» **Task requirements**
Go through the listing beneath and show each line containing the string "EnvFilter".

» **Materials provided**
mod alerts;
mod backtest;
mod health;
mod indicators;
mod ws;

use axum::{middleware, Router};

use crate::{auth::require_auth, AppState};

pub use health::health_router;
pub use ws::ws_router;

/// Every `/api` route, behind bearer-token auth.
pub fn api_router(state: AppState) -> Router<AppState> {
    Router::new()
        .merge(alerts::router())
        .merge(indicators::router())
        .merge(backtest::router())
        .route_layer(middleware::from_fn_with_state(state, require_auth))
}
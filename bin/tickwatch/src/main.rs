use std::sync::Arc;
use std::time::Duration;

use tracing::{error, info};
use tracing_subscriber::EnvFilter;

use alerts::{
    AlertEvaluator, AlertScheduler, LogNotifier, SqliteAlertStore, SqliteUserDirectory,
    WebhookNotifier,
};
use backtest::{StrategyFile, StrategyLibrary};
use common::{Config, MarketDataProvider, Notifier};
use indicators::IndicatorCalculator;
use market::{RestMarketData, SqliteMarketData};

#[tokio::main]
async fn main() {
    // ── Logging ──────────────────────────────────────────────────────────────
    tracing_subscriber::fmt()
        .with_env_filter(EnvFilter::try_from_default_env().unwrap_or_else(|_| EnvFilter::new("info")))
        .init();

    // ── Config ────────────────────────────────────────────────────────────────
    let cfg = Config::from_env();
    info!(
        interval_secs = cfg.alert_check_interval_secs,
        port = cfg.api_port,
        "Tickwatch starting"
    );

    // ── Database ──────────────────────────────────────────────────────────────
    let db = common::db::connect(&cfg.database_url)
        .await
        .unwrap_or_else(|e| panic!("Failed to open database: {e}"));

    // ── Collaborators (remote when configured, local fallback otherwise) ─────
    let market: Arc<dyn MarketDataProvider> = match &cfg.market_data_url {
        Some(url) => {
            info!(%url, "Using REST market data");
            Arc::new(
                RestMarketData::new(url.clone())
                    .unwrap_or_else(|e| panic!("Invalid market data client: {e}")),
            )
        }
        None => {
            info!("MARKET_DATA_URL not set, reading bars from the database");
            Arc::new(SqliteMarketData::new(db.clone()))
        }
    };

    let notifier: Arc<dyn Notifier> = match &cfg.notify_webhook_url {
        Some(url) => Arc::new(
            WebhookNotifier::new(url.clone())
                .unwrap_or_else(|e| panic!("Invalid notification webhook: {e}")),
        ),
        None => {
            info!("NOTIFY_WEBHOOK_URL not set, notifications are logged only");
            Arc::new(LogNotifier)
        }
    };

    let store = Arc::new(SqliteAlertStore::new(db.clone()));
    let users = Arc::new(SqliteUserDirectory::new(db.clone()));

    // ── Alert scheduler ───────────────────────────────────────────────────────
    let scheduler = Arc::new(AlertScheduler::new(
        store.clone(),
        market.clone(),
        users,
        notifier,
        AlertEvaluator::new(IndicatorCalculator::new(cfg.indicator_cache_capacity)),
        Duration::from_secs(cfg.alert_check_interval_secs),
    ));
    scheduler.start().await;

    // ── Strategy library ──────────────────────────────────────────────────────
    let mut strategies = StrategyLibrary::builtin();
    if let Some(path) = &cfg.strategy_config_path {
        let file = StrategyFile::load(path)
            .unwrap_or_else(|e| panic!("Failed to load strategy file: {e}"));
        strategies.extend(file.strategies);
    }
    info!(count = strategies.list().len(), "Strategies available");

    // ── Dashboard API ─────────────────────────────────────────────────────────
    let api_state = api::AppState {
        store,
        market,
        scheduler: scheduler.clone(),
        calculator: Arc::new(IndicatorCalculator::new(cfg.indicator_cache_capacity)),
        strategies: Arc::new(strategies),
        api_token: cfg.api_token.clone(),
    };
    let server = tokio::spawn(api::serve(api_state, cfg.api_port));

    // ── Run until Ctrl-C or the server dies ───────────────────────────────────
    tokio::select! {
        result = tokio::signal::ctrl_c() => {
            if let Err(e) = result {
                error!(error = %e, "Failed to listen for shutdown signal");
            }
            info!("Shutdown signal received");
        }
        joined = server => {
            match joined {
                Ok(Ok(())) => info!("API server exited"),
                Ok(Err(e)) => error!(error = %e, "API server failed"),
                Err(e) => error!(error = %e, "API server task panicked"),
            }
        }
    }

    scheduler.stop().await;
    info!("Tickwatch stopped");
}
pub mod memory;
pub mod rest;
pub mod sqlite;

pub use memory::InMemoryMarketData;
pub use rest::RestMarketData;
pub use sqlite::SqliteMarketData;

use common::{Bar, MarketSnapshot};

/// Bars averaged (excluding the latest) to derive `average_volume`.
pub const AVERAGE_VOLUME_WINDOW: usize = 20;

/// Derive a snapshot from the tail of a bar series (oldest first).
///
/// Change is measured against the previous bar's close. `average_volume`
/// is the mean volume of up to [`AVERAGE_VOLUME_WINDOW`] bars before the
/// latest one, and `None` when the latest bar is the only one.
pub fn snapshot_from_bars(bars: &[Bar]) -> Option<MarketSnapshot> {
    let (latest, earlier) = bars.split_last()?;

    let (change, change_percent) = match earlier.last() {
        Some(prev) if prev.close != 0.0 => {
            let change = latest.close - prev.close;
            (change, change / prev.close * 100.0)
        }
        Some(prev) => (latest.close - prev.close, 0.0),
        None => (0.0, 0.0),
    };

    let window = &earlier[earlier.len().saturating_sub(AVERAGE_VOLUME_WINDOW)..];
    let average_volume = if window.is_empty() {
        None
    } else {
        Some(window.iter().map(|b| b.volume).sum::<f64>() / window.len() as f64)
    };

    Some(MarketSnapshot {
        symbol: latest.symbol.clone(),
        price: latest.close,
        volume: latest.volume,
        average_volume,
        change,
        change_percent,
        timestamp: latest.timestamp,
    })
}

#[cfg(test)]
pub(crate) mod test_support {
    use chrono::{Duration, TimeZone, Utc};
    use common::Bar;

    pub fn bars(symbol: &str, closes: &[f64], volumes: &[f64]) -> Vec<Bar> {
        let start = Utc.with_ymd_and_hms(2024, 1, 1, 0, 0, 0).unwrap();
        closes
            .iter()
            .zip(volumes)
            .enumerate()
            .map(|(i, (&close, &volume))| Bar {
                symbol: symbol.to_string(),
                timestamp: start + Duration::days(i as i64),
                open: close,
                high: close + 1.0,
                low: close - 1.0,
                close,
                volume,
            })
            .collect()
    }
}

#[cfg(test)]
mod tests {
    use super::test_support::bars;
    use super::*;

    #[test]
    fn snapshot_reports_change_against_previous_close() {
        let series = bars("AAPL", &[100.0, 110.0], &[1_000.0, 3_000.0]);
        let snap = snapshot_from_bars(&series).unwrap();
        assert_eq!(snap.price, 110.0);
        assert_eq!(snap.change, 10.0);
        assert!((snap.change_percent - 10.0).abs() < 1e-12);
        assert_eq!(snap.volume, 3_000.0);
        assert_eq!(snap.average_volume, Some(1_000.0));
    }

    #[test]
    fn single_bar_has_no_average_volume() {
        let series = bars("AAPL", &[100.0], &[500.0]);
        let snap = snapshot_from_bars(&series).unwrap();
        assert_eq!(snap.average_volume, None);
        assert_eq!(snap.change, 0.0);
    }

    #[test]
    fn empty_series_has_no_snapshot() {
        assert!(snapshot_from_bars(&[]).is_none());
    }
}
use std::time::Duration;

use async_trait::async_trait;
use reqwest::{Client, StatusCode};
use serde::de::DeserializeOwned;
use tracing::debug;

use common::{validate_symbol, Bar, Error, MarketDataProvider, MarketSnapshot, Result};

/// Market data from a JSON HTTP service.
///
/// Expected endpoints, relative to `base_url`:
/// - `GET /quote/{symbol}` → [`MarketSnapshot`]
/// - `GET /bars/{symbol}` → `[Bar]`, oldest first
///
/// A 404 means "no data for this symbol" and maps to `None` / an empty series.
/// Symbols are checked with [`validate_symbol`] before they are put in a path.
pub struct RestMarketData {
    base_url: String,
    http: Client,
}

impl RestMarketData {
    const TIMEOUT: Duration = Duration::from_secs(10);

    pub fn new(base_url: impl Into<String>) -> Result<Self> {
        let http = Client::builder()
            .use_rustls_tls()
            .timeout(Self::TIMEOUT)
            .build()
            .map_err(|e| Error::Http(e.to_string()))?;
        Ok(Self {
            base_url: base_url.into().trim_end_matches('/').to_string(),
            http,
        })
    }

    async fn get_json<T: DeserializeOwned>(&self, path: &str) -> Result<Option<T>> {
        let url = format!("{}{path}", self.base_url);
        debug!(url = %url, "Fetching market data");

        let resp = self
            .http
            .get(&url)
            .send()
            .await
            .map_err(|e| Error::Http(e.to_string()))?;

        let status = resp.status();
        if status == StatusCode::NOT_FOUND {
            return Ok(None);
        }
        let body = resp.text().await.map_err(|e| Error::Http(e.to_string()))?;
        if !status.is_success() {
            return Err(Error::MarketData(format!("HTTP {status}: {body}")));
        }

        let parsed = serde_json::from_str(&body).map_err(|e| Error::MarketData(e.to_string()))?;
        Ok(Some(parsed))
    }
}

#[async_trait]
impl MarketDataProvider for RestMarketData {
    async fn latest_snapshot(&self, symbol: &str) -> Result<Option<MarketSnapshot>> {
        validate_symbol(symbol)?;
        self.get_json(&format!("/quote/{symbol}")).await
    }

    async fn series(&self, symbol: &str) -> Result<Vec<Bar>> {
        validate_symbol(symbol)?;
        Ok(self
            .get_json::<Vec<Bar>>(&format!("/bars/{symbol}"))
            .await?
            .unwrap_or_default())
    }
}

» **Solution to this task**
use tracing_subscriber::EnvFilter;
        .with_env_filter(EnvFilter::try_from_default_env().unwrap_or_else(|_| EnvFilter::new("info")))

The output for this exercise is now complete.